Important steps to take for a total loss of car:

• You need to raise a car insurance claim request.

• You can sell the damaged parts of the vehicle to a scrap dealer, which is an environment-friendly gesture.

• To cancel your RC (Registration Certificate), you must provide insurance details, a registration certificate of the damaged car, and evidence of the vehicle being scrapped.

• If you fail to cancel the RC, the car's details can be misused or lead to fraudulent activities.

• Also, you would be required to cancel the registration certificate, which is an essential step if your car suffers a total loss.

How can you claim for a total loss of a car?

To initiate the car insurance claim process, follow the below steps:

• Inform your car insurance company

• Provide all the information required as requested by the insurance company.

• The insurance company will send a surveyor or assessor to evaluate the impact of the damages.
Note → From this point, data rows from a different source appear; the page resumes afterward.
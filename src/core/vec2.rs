//! World-Space 2D Vector
//!
//! Float vector used for star positions, spawn placement and fleet travel.
//! World units: the galaxy spans roughly [-2.5, 2.5] on both axes.

use std::fmt;
use std::ops::{Add, Sub, Neg, Mul};
use serde::{Serialize, Deserialize};

/// 2D vector with `f32` components.
#[derive(Clone, Copy, PartialEq, Default, Serialize, Deserialize)]
pub struct Vec2 {
    /// X component
    pub x: f32,
    /// Y component (grows downwards, matching `Rect::top < Rect::bottom`)
    pub y: f32,
}

impl Vec2 {
    /// Zero vector
    pub const ZERO: Self = Self { x: 0.0, y: 0.0 };

    /// Create a new vector.
    #[inline]
    pub const fn new(x: f32, y: f32) -> Self {
        Self { x, y }
    }

    /// Squared euclidean length.
    #[inline]
    pub fn length_squared(self) -> f32 {
        self.x * self.x + self.y * self.y
    }

    /// Euclidean length.
    #[inline]
    pub fn length(self) -> f32 {
        self.length_squared().sqrt()
    }

    /// Euclidean distance to another point.
    #[inline]
    pub fn distance(self, other: Self) -> f32 {
        (self - other).length()
    }

    /// Manhattan (L1) distance to another point.
    ///
    /// Used by the nearest-star query.
    #[inline]
    pub fn manhattan(self, other: Self) -> f32 {
        (self.x - other.x).abs() + (self.y - other.y).abs()
    }

    /// Unit vector in the same direction, or zero for a zero vector.
    pub fn normalize(self) -> Self {
        let len = self.length();
        if len <= f32::EPSILON {
            return Self::ZERO;
        }
        Self::new(self.x / len, self.y / len)
    }

    /// Scale by a scalar.
    #[inline]
    pub fn scale(self, s: f32) -> Self {
        Self::new(self.x * s, self.y * s)
    }

    /// Rotate counter-clockwise by `angle` radians around the origin.
    pub fn rotate(self, angle: f32) -> Self {
        let (sin, cos) = angle.sin_cos();
        Self::new(self.x * cos - self.y * sin, self.x * sin + self.y * cos)
    }

    /// Move towards `target` by at most `step` units.
    ///
    /// Returns the new position and whether `target` was reached.
    pub fn step_towards(self, target: Self, step: f32) -> (Self, bool) {
        let delta = target - self;
        let dist = delta.length();
        if dist <= step {
            (target, true)
        } else {
            (self + delta.scale(step / dist), false)
        }
    }
}

impl Add for Vec2 {
    type Output = Self;
    fn add(self, rhs: Self) -> Self {
        Self::new(self.x + rhs.x, self.y + rhs.y)
    }
}

impl Sub for Vec2 {
    type Output = Self;
    fn sub(self, rhs: Self) -> Self {
        Self::new(self.x - rhs.x, self.y - rhs.y)
    }
}

impl Neg for Vec2 {
    type Output = Self;
    fn neg(self) -> Self {
        Self::new(-self.x, -self.y)
    }
}

impl Mul<f32> for Vec2 {
    type Output = Self;
    fn mul(self, rhs: f32) -> Self {
        self.scale(rhs)
    }
}

impl fmt::Debug for Vec2 {
    fn fmt(&self, f: &mut fmt::Formatter<'_>) -> fmt::Result {
        write!(f, "Vec2({:.3}, {:.3})", self.x, self.y)
    }
}

impl fmt::Display for Vec2 {
    fn fmt(&self, f: &mut fmt::Formatter<'_>) -> fmt::Result {
        write!(f, "({:.3}, {:.3})", self.x, self.y)
    }
}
Basis this, the insurer will assess whether to approve the car damages for repair or declare it as a total loss.

• If your insurance company declares your vehicle as a total loss, you will get an update on the car's actual cash value.

Documents required to claim for total loss car insurance claim

• Duly filled car insurance claim form

• Copy of your car insurance policy

• Copy of your driving licence

• Copy of your car's Registration Certificate (RC)

• Copy of FIR

• Surveyor's report to discover the loss

• Any additional documents as requested by the insurer

Factors that determine the actual cash value of the totalled car:

Post you raise a car insurance claim, and your vehicle is declared as a total loss; the insurance company decides the actual cash value of the vehicle on the totalled car based on the below factors:

• Make and model of the car

• Mileage of the car

• Depreciation value of the car

• Car inspection report

• Condition of the car

• Others

Final Word

Insurance companies in India settle the total loss car insurance claim by considering the car's depreciation value. This varies for different car models and brands. At any point in time, if your car suffers total loss, you need to check with your insurance provider and get detailed information about it.

Disclaimer: The content provided is for education and informational purpose only, none of the information contained in our blog amounts to any form of opinion or advice. Please go through policy related documents carefully or consult an expert before making any insurance-related decisions.